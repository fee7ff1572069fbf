use chrono::NaiveDate;
use payoff_engine::core::debt::{total_balance, total_minimums, Debt, DebtId};
use payoff_engine::core::profile::{PrimaryGoal, UserProfile};
use payoff_engine::core::strategy::{order_debts, Strategy as PayoffStrategy};
use payoff_engine::optimization::recommender::{confidence_score, recommend};
use payoff_engine::simulation::simulator::simulate;
use proptest::prelude::*;
use rust_decimal::Decimal;
use rust_decimal_macros::dec;

fn start() -> NaiveDate {
    NaiveDate::from_ymd_opt(2024, 1, 1).unwrap()
}

/// Generate a debt whose minimum always outpaces its monthly interest.
///
/// APR tops out at 30% (2.5% a month) while the minimum is at least 3% of
/// the balance, so every generated portfolio terminates.
fn arb_debt(index: usize) -> impl Strategy<Value = Debt> {
    (10_000i64..2_000_000i64, 0i64..3_000i64).prop_map(move |(cents, apr_bp)| {
        let balance = Decimal::new(cents, 2);
        let apr = Decimal::new(apr_bp, 2);
        let minimum = (balance * dec!(0.03)).round_dp(2).max(dec!(25));
        Debt::new(format!("D{}", index), format!("Debt {}", index), balance, apr, minimum)
    })
}

/// Generate a portfolio of 1..6 debts with unique ids.
fn arb_debts() -> impl Strategy<Value = Vec<Debt>> {
    (1usize..6).prop_flat_map(|n| (0..n).map(arb_debt).collect::<Vec<_>>())
}

/// Generate a payment strategy (custom falls back to snowball order).
fn arb_strategy() -> impl Strategy<Value = PayoffStrategy> {
    prop::sample::select(vec![
        PayoffStrategy::Snowball,
        PayoffStrategy::Avalanche,
        PayoffStrategy::Custom,
    ])
}

/// Generate an amount paid on top of the minimums (0 to 2,000).
fn arb_extra() -> impl Strategy<Value = Decimal> {
    (0i64..200_000i64).prop_map(|cents| Decimal::new(cents, 2))
}

proptest! {
    #![proptest_config(ProptestConfig::with_cases(64))]

    // ===================================================================
    // INVARIANT 1: Every schedule row splits exactly into principal and
    // interest, and never shows a negative balance.
    // ===================================================================
    #[test]
    fn rows_split_into_principal_and_interest(
        debts in arb_debts(),
        strategy in arb_strategy(),
        extra in arb_extra(),
    ) {
        let payment = total_minimums(&debts) + extra;
        let scenario = simulate(&debts, strategy, payment, start(), None).unwrap();
        for row in scenario.schedule() {
            prop_assert_eq!(row.principal + row.interest, row.payment);
            prop_assert!(row.remaining_balance >= Decimal::ZERO);
            prop_assert!(row.payment > Decimal::ZERO);
        }
    }

    // ===================================================================
    // INVARIANT 2: Principal is conserved.
    //
    // Total paid minus total interest equals the sum of opening balances,
    // up to the payoff threshold written off per debt.
    // ===================================================================
    #[test]
    fn principal_is_conserved(
        debts in arb_debts(),
        strategy in arb_strategy(),
        extra in arb_extra(),
    ) {
        let payment = total_minimums(&debts) + extra;
        let scenario = simulate(&debts, strategy, payment, start(), None).unwrap();
        let repaid = scenario.total_paid() - scenario.total_interest();
        let tolerance = dec!(0.01) * Decimal::from(debts.len());
        prop_assert!(
            (repaid - total_balance(&debts)).abs() <= tolerance,
            "repaid {} vs balances {}", repaid, total_balance(&debts)
        );
    }

    // ===================================================================
    // INVARIANT 3: Every debt ends at zero, in the month its summary says.
    // ===================================================================
    #[test]
    fn every_debt_ends_at_zero(
        debts in arb_debts(),
        strategy in arb_strategy(),
        extra in arb_extra(),
    ) {
        let payment = total_minimums(&debts) + extra;
        let scenario = simulate(&debts, strategy, payment, start(), None).unwrap();
        for summary in scenario.debt_summaries() {
            let last = scenario
                .schedule()
                .iter()
                .rev()
                .find(|row| row.debt_id == summary.debt_id)
                .unwrap();
            prop_assert_eq!(last.remaining_balance, Decimal::ZERO);
            prop_assert_eq!(last.month, summary.months_to_payoff);
            prop_assert!(summary.months_to_payoff <= scenario.total_months());
        }
    }

    // ===================================================================
    // INVARIANT 4: Simulation is deterministic.
    // ===================================================================
    #[test]
    fn simulation_is_deterministic(
        debts in arb_debts(),
        strategy in arb_strategy(),
        extra in arb_extra(),
    ) {
        let payment = total_minimums(&debts) + extra;
        let a = simulate(&debts, strategy, payment, start(), None).unwrap();
        let b = simulate(&debts, strategy, payment, start(), None).unwrap();
        prop_assert_eq!(a.schedule(), b.schedule());
        prop_assert_eq!(a.debt_summaries(), b.debt_summaries());
        prop_assert_eq!(a.total_interest(), b.total_interest());
    }

    // ===================================================================
    // INVARIANT 5: Paying more never takes longer or costs more interest.
    // ===================================================================
    #[test]
    fn more_payment_never_hurts(
        debts in arb_debts(),
        strategy in arb_strategy(),
        extra in arb_extra(),
        bump in 1i64..1_000i64,
    ) {
        let payment = total_minimums(&debts) + extra;
        let lower = simulate(&debts, strategy, payment, start(), None).unwrap();
        let higher =
            simulate(&debts, strategy, payment + Decimal::from(bump), start(), None).unwrap();
        prop_assert!(higher.total_months() <= lower.total_months());
        prop_assert!(higher.total_interest() <= lower.total_interest());
    }

    // ===================================================================
    // INVARIANT 6: Ordering is a permutation of the input.
    // ===================================================================
    #[test]
    fn ordering_is_permutation(debts in arb_debts(), strategy in arb_strategy()) {
        let ordered = order_debts(&debts, strategy, None);
        let mut before: Vec<&DebtId> = debts.iter().map(|d| d.id()).collect();
        let mut after: Vec<&DebtId> = ordered.iter().map(|d| d.id()).collect();
        before.sort();
        after.sort();
        prop_assert_eq!(before, after);
    }

    // ===================================================================
    // INVARIANT 7: The first surplus target matches the strategy.
    //
    // Snowball sends month-one surplus to the smallest balance, avalanche
    // to the highest APR.
    // ===================================================================
    #[test]
    fn first_surplus_goes_to_strategy_target(
        debts in arb_debts(),
        extra in 1i64..2_000i64,
    ) {
        let payment = total_minimums(&debts) + Decimal::from(extra);
        for strategy in [PayoffStrategy::Snowball, PayoffStrategy::Avalanche] {
            let scenario = simulate(&debts, strategy, payment, start(), None).unwrap();
            let first = scenario.month(1).next().unwrap();
            let target = debts.iter().find(|d| d.id() == &first.debt_id).unwrap();
            match strategy {
                PayoffStrategy::Snowball => prop_assert!(
                    debts.iter().all(|d| d.balance() >= target.balance())
                ),
                _ => prop_assert!(debts.iter().all(|d| d.apr() <= target.apr())),
            }
        }
    }

    // ===================================================================
    // INVARIANT 8: reduce-interest always recommends avalanche.
    // ===================================================================
    #[test]
    fn reduce_interest_always_avalanche(
        debts in arb_debts(),
        extra in arb_extra(),
        stress in 1u8..=5,
        completeness in 0.0f64..=1.0,
    ) {
        let payment = total_minimums(&debts) + extra;
        let snowball =
            simulate(&debts, PayoffStrategy::Snowball, payment, start(), None).unwrap();
        let avalanche =
            simulate(&debts, PayoffStrategy::Avalanche, payment, start(), None).unwrap();
        let profile = UserProfile::new()
            .with_goal(PrimaryGoal::ReduceInterest)
            .with_stress_level(stress)
            .with_completeness(completeness);
        let rec = recommend(&profile, &debts, &snowball, &avalanche);
        prop_assert_eq!(rec.strategy, PayoffStrategy::Avalanche);
        prop_assert!((0.0..=100.0).contains(&rec.confidence_score));
    }

    // ===================================================================
    // INVARIANT 9: The schedule adds up to the scenario totals.
    //
    // Summing every row's payment gives total paid, and summing every
    // row's interest gives total interest.
    // ===================================================================
    #[test]
    fn schedule_sums_to_totals(
        debts in arb_debts(),
        strategy in arb_strategy(),
        extra in arb_extra(),
    ) {
        let payment = total_minimums(&debts) + extra;
        let scenario = simulate(&debts, strategy, payment, start(), None).unwrap();
        let paid: Decimal = scenario.schedule().iter().map(|row| row.payment).sum();
        let interest: Decimal = scenario.schedule().iter().map(|row| row.interest).sum();
        prop_assert_eq!(paid, scenario.total_paid());
        prop_assert_eq!(interest, scenario.total_interest());
    }

    // ===================================================================
    // INVARIANT 10: Confidence stays within 0–100.
    // ===================================================================
    #[test]
    fn confidence_in_range(
        completeness in 0.0f64..=1.0,
        debt_count in 0usize..30,
        delinquent in any::<bool>(),
        ratio in 0.0f64..5.0,
    ) {
        let score = confidence_score(completeness, debt_count, delinquent, ratio);
        prop_assert!((0.0..=100.0).contains(&score));
    }
}
//! Snowball vs. avalanche, plus a recommendation for three different users.

use chrono::NaiveDate;
use payoff_engine::core::debt::Debt;
use payoff_engine::core::profile::{PrimaryGoal, UserProfile};
use payoff_engine::core::strategy::Strategy;
use payoff_engine::optimization::comparison::compare_scenarios;
use payoff_engine::optimization::optimizer::{PaymentOptimizer, PlanGoal};
use payoff_engine::optimization::recommender::StrategyRecommender;
use payoff_engine::simulation::simulator::simulate;
use rust_decimal_macros::dec;

fn main() {
    println!("╔══════════════════════════════════════════════╗");
    println!("║  payoff-engine: Strategy Comparison Example  ║");
    println!("╚══════════════════════════════════════════════╝\n");

    let start = NaiveDate::from_ymd_opt(2024, 1, 1).expect("valid date");
    let debts = vec![
        Debt::new("medical", "Medical Bill", dec!(900), dec!(0), dec!(40)),
        Debt::new("store", "Store Card", dec!(1_400), dec!(24.99), dec!(45)),
        Debt::new("visa", "Visa", dec!(7_800), dec!(27.4), dec!(210)),
        Debt::new("student", "Student Loan", dec!(18_000), dec!(5.5), dec!(200)),
    ];
    let payment = dec!(900);

    println!("━━━ Snowball vs. Avalanche at ${}/month ━━━\n", payment);
    let snowball = simulate(&debts, Strategy::Snowball, payment, start, None).expect("valid plan");
    let avalanche =
        simulate(&debts, Strategy::Avalanche, payment, start, None).expect("valid plan");
    println!("{}", snowball);
    println!("{}", avalanche);
    println!("  (A = avalanche, B = snowball)");
    println!("{}", compare_scenarios(&avalanche, &snowball));

    println!("━━━ Recommendations ━━━\n");
    let recommender = StrategyRecommender::default();
    let users = [
        ("Wants lowest cost", UserProfile::new().with_goal(PrimaryGoal::ReduceInterest)),
        (
            "Stressed, wants it gone",
            UserProfile::new()
                .with_goal(PrimaryGoal::PayFaster)
                .with_stress_level(5),
        ),
        (
            "Worried about default",
            UserProfile::new()
                .with_goal(PrimaryGoal::AvoidDefault)
                .with_available_payment(dec!(520))
                .with_completeness(0.6),
        ),
    ];
    for (label, profile) in users {
        let rec = recommender.recommend(&profile, &debts, &snowball, &avalanche);
        println!("  {}: {} ({:.0}% confidence)", label, rec.strategy, rec.confidence_score);
        println!("    {}", rec.rationale);
        for factor in &rec.factors {
            println!("    - {}", factor);
        }
        println!();
    }

    println!("━━━ Debt-Free in 3 Years ━━━\n");
    let plan = PaymentOptimizer::default()
        .optimize_plan(&debts, Strategy::Avalanche, PlanGoal::TargetMonths(36), start)
        .expect("valid plan");
    println!("  {}", plan.rationale);
    if let Some(savings) = plan.savings_vs_minimum {
        println!(
            "  Saves ${} in interest compared with paying only the minimums.",
            savings.round_dp(2)
        );
    }
}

######

What belongs in the answer is each line of the listing that contains the word "StrategyRecommender".

Written solution:
use payoff_engine::optimization::recommender::StrategyRecommender;
    let recommender = StrategyRecommender::default();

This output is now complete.